SPSS Class Notes: Managing Data

1.0 SPSS commands used in this unit

select if	keeps selected cases in the data current data file
descriptives	procedure for obtaining means, standard deviations, etc.
save outfile	saves the current data file with a new name
display	displays requested file information
frequencies	calculates frequencies
add files	appends (stacks) data files (adds cases)
sort cases	sorts cases in the data file
match files	merges data files (adds variables)

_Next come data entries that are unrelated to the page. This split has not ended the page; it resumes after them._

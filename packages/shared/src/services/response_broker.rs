use std::collections::HashMap;
use std::time::Duration;
use tokio::sync::{oneshot, Mutex};
use tracing::debug;

use crate::models::interaction::PromptChoice;
use crate::models::player::PlayerIdentity;

struct PendingPrompt {
    responder: PlayerIdentity,
    sender: oneshot::Sender<PromptChoice>,
}

#[derive(Default)]
struct Prompts {
    pending: HashMap<String, PendingPrompt>,
    /// Receivers registered ahead of their waiter, keyed by prompt id.
    unclaimed: HashMap<String, oneshot::Receiver<PromptChoice>>,
}

#[derive(Debug, Clone, Copy, PartialEq, Eq)]
pub enum Delivery {
    Delivered,
    /// Nobody is waiting on that prompt, either it was never posted or it already resolved.
    NotAwaited,
    /// The prompt is waiting on someone else; it stays pending.
    WrongResponder,
}

/// Rendezvous between a flow waiting on a prompt and the interaction that answers it.
///
/// A prompt is registered when it is posted, so an answer that arrives before anyone awaits
/// it is kept in its channel. Exactly one of {response, timeout} resolves each wait.
/// `deliver` sends while holding the lock and removes the entry, so a waiter that times out
/// and then finds its entry gone knows the response is already in its channel.
#[derive(Default)]
pub struct ResponseBroker {
    prompts: Mutex<Prompts>,
}

impl ResponseBroker {
    pub fn new() -> Self {
        Self::default()
    }

    /// Opens `prompt_id` for answers from `responder`.
    pub async fn register(&self, prompt_id: &str, responder: &PlayerIdentity) {
        let (sender, receiver) = oneshot::channel();
        let mut prompts = self.prompts.lock().await;
        prompts.pending.insert(
            prompt_id.to_string(),
            PendingPrompt {
                responder: responder.clone(),
                sender,
            },
        );
        prompts.unclaimed.insert(prompt_id.to_string(), receiver);
    }

    /// Waits for `responder` to answer `prompt_id`. `None` means the window elapsed.
    ///
    /// A prompt that was never registered is registered here.
    pub async fn await_response(
        &self,
        prompt_id: &str,
        responder: &PlayerIdentity,
        timeout: Duration,
    ) -> Option<PromptChoice> {
        let mut receiver = {
            let mut prompts = self.prompts.lock().await;
            match prompts.unclaimed.remove(prompt_id) {
                Some(receiver) => receiver,
                None => {
                    let (sender, receiver) = oneshot::channel();
                    prompts.pending.insert(
                        prompt_id.to_string(),
                        PendingPrompt {
                            responder: responder.clone(),
                            sender,
                        },
                    );
                    receiver
                }
            }
        };

        match tokio::time::timeout(timeout, &mut receiver).await {
            Ok(Ok(choice)) => Some(choice),
            Ok(Err(_)) => None,
            Err(_) => {
                let mut prompts = self.prompts.lock().await;
                if prompts.pending.remove(prompt_id).is_some() {
                    debug!(prompt_id, "Prompt timed out");
                    None
                } else {
                    receiver.try_recv().ok()
                }
            }
        }
    }

    pub async fn deliver(
        &self,
        prompt_id: &str,
        user: &PlayerIdentity,
        choice: PromptChoice,
    ) -> Delivery {
        let mut prompts = self.prompts.lock().await;
        match prompts.pending.get(prompt_id) {
            None => Delivery::NotAwaited,
            Some(prompt) if &prompt.responder != user => Delivery::WrongResponder,
            Some(_) => match prompts.pending.remove(prompt_id) {
                Some(prompt) => {
                    if prompt.sender.send(choice).is_ok() {
                        Delivery::Delivered
                    } else {
                        Delivery::NotAwaited
                    }
                }
                None => Delivery::NotAwaited,
            },
        }
    }

    /// Drops a prompt nobody will wait on.
    pub async fn forget(&self, prompt_id: &str) {
        let mut prompts = self.prompts.lock().await;
        prompts.pending.remove(prompt_id);
        prompts.unclaimed.remove(prompt_id);
    }

    pub async fn is_pending(&self, prompt_id: &str) -> bool {
        self.prompts.lock().await.pending.contains_key(prompt_id)
    }
}

#[cfg(test)]
mod tests {
    use super::*;
    use std::sync::Arc;

    const WINDOW: Duration = Duration::from_secs(60);

    async fn wait_until_pending(broker: &ResponseBroker, prompt_id: &str) {
        while !broker.is_pending(prompt_id).await {
            tokio::task::yield_now().await;
        }
    }

    #[tokio::test(start_paused = true)]
    async fn test_response_before_timeout() {
        let broker = Arc::new(ResponseBroker::new());
        let waiter = {
            let broker = broker.clone();
            tokio::spawn(async move {
                broker
                    .await_response("m1", &PlayerIdentity::human("2"), WINDOW)
                    .await
            })
        };
        wait_until_pending(&broker, "m1").await;

        let delivery = broker
            .deliver("m1", &PlayerIdentity::human("2"), PromptChoice::Accept)
            .await;

        assert_eq!(delivery, Delivery::Delivered);
        assert_eq!(waiter.await.unwrap(), Some(PromptChoice::Accept));
        assert!(!broker.is_pending("m1").await);
    }

    #[tokio::test(start_paused = true)]
    async fn test_answer_before_waiter_is_kept() {
        let broker = ResponseBroker::new();
        broker.register("m1", &PlayerIdentity::human("2")).await;

        let delivery = broker
            .deliver("m1", &PlayerIdentity::human("2"), PromptChoice::Decline)
            .await;

        assert_eq!(delivery, Delivery::Delivered);
        assert_eq!(
            broker
                .await_response("m1", &PlayerIdentity::human("2"), WINDOW)
                .await,
            Some(PromptChoice::Decline)
        );
    }

    #[tokio::test(start_paused = true)]
    async fn test_registered_prompt_times_out() {
        let broker = ResponseBroker::new();
        broker.register("m1", &PlayerIdentity::human("2")).await;

        let outcome = broker
            .await_response("m1", &PlayerIdentity::human("2"), WINDOW)
            .await;

        assert_eq!(outcome, None);
        assert!(!broker.is_pending("m1").await);
    }

    #[tokio::test]
    async fn test_forgotten_prompt_is_not_awaited() {
        let broker = ResponseBroker::new();
        broker.register("m1", &PlayerIdentity::human("2")).await;
        broker.forget("m1").await;

        assert_eq!(
            broker
                .deliver("m1", &PlayerIdentity::human("2"), PromptChoice::Accept)
                .await,
            Delivery::NotAwaited
        );
    }

    #[tokio::test(start_paused = true)]
    async fn test_timeout_then_late_response_is_not_awaited() {
        let broker = ResponseBroker::new();

        let outcome = broker
            .await_response("m1", &PlayerIdentity::human("2"), WINDOW)
            .await;

        assert_eq!(outcome, None);
        assert_eq!(
            broker
                .deliver("m1", &PlayerIdentity::human("2"), PromptChoice::Accept)
                .await,
            Delivery::NotAwaited
        );
    }

    #[tokio::test(start_paused = true)]
    async fn test_wrong_responder_keeps_prompt_pending() {
        let broker = Arc::new(ResponseBroker::new());
        let waiter = {
            let broker = broker.clone();
            tokio::spawn(async move {
                broker
                    .await_response("m1", &PlayerIdentity::human("2"), WINDOW)
                    .await
            })
        };
        wait_until_pending(&broker, "m1").await;

        assert_eq!(
            broker
                .deliver("m1", &PlayerIdentity::human("3"), PromptChoice::Accept)
                .await,
            Delivery::WrongResponder
        );
        assert!(broker.is_pending("m1").await);
        assert_eq!(
            broker
                .deliver("m1", &PlayerIdentity::human("2"), PromptChoice::Decline)
                .await,
            Delivery::Delivered
        );
        assert_eq!(waiter.await.unwrap(), Some(PromptChoice::Decline));
    }
}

2.0 Demonstration and explanation

In this unit we will illustrate methods for subsetting data (in other words, using only some of the cases), appending data (adding cases from another SPSS data file), and merging data (adding variables from another SPSS data file).

2.1 Subsetting cases

Let’s open the data file.

File
 Open
  Data
   choose c:\temp\hs1.sav

get file "c:\temp\hs1.sav".

Let’s pretend that we are working on our honors thesis and that we want to study just “good readers”, defined as those with reading scores 60 or higher. We will open the file and then “select cases” to include the students with reading scores of 60 or higher.

Data
 Select Cases
  click if "condition is satisfied" and click "if" box
   read >= 60
    Continue
      choose "Delete unselected cases"

* keeping cases for which students have a reading
* score of 60 or higher.
select if read >=60.
descriptives 
 /var=read.

Notice that the undesired cases have now been deleted. Now we will save our data.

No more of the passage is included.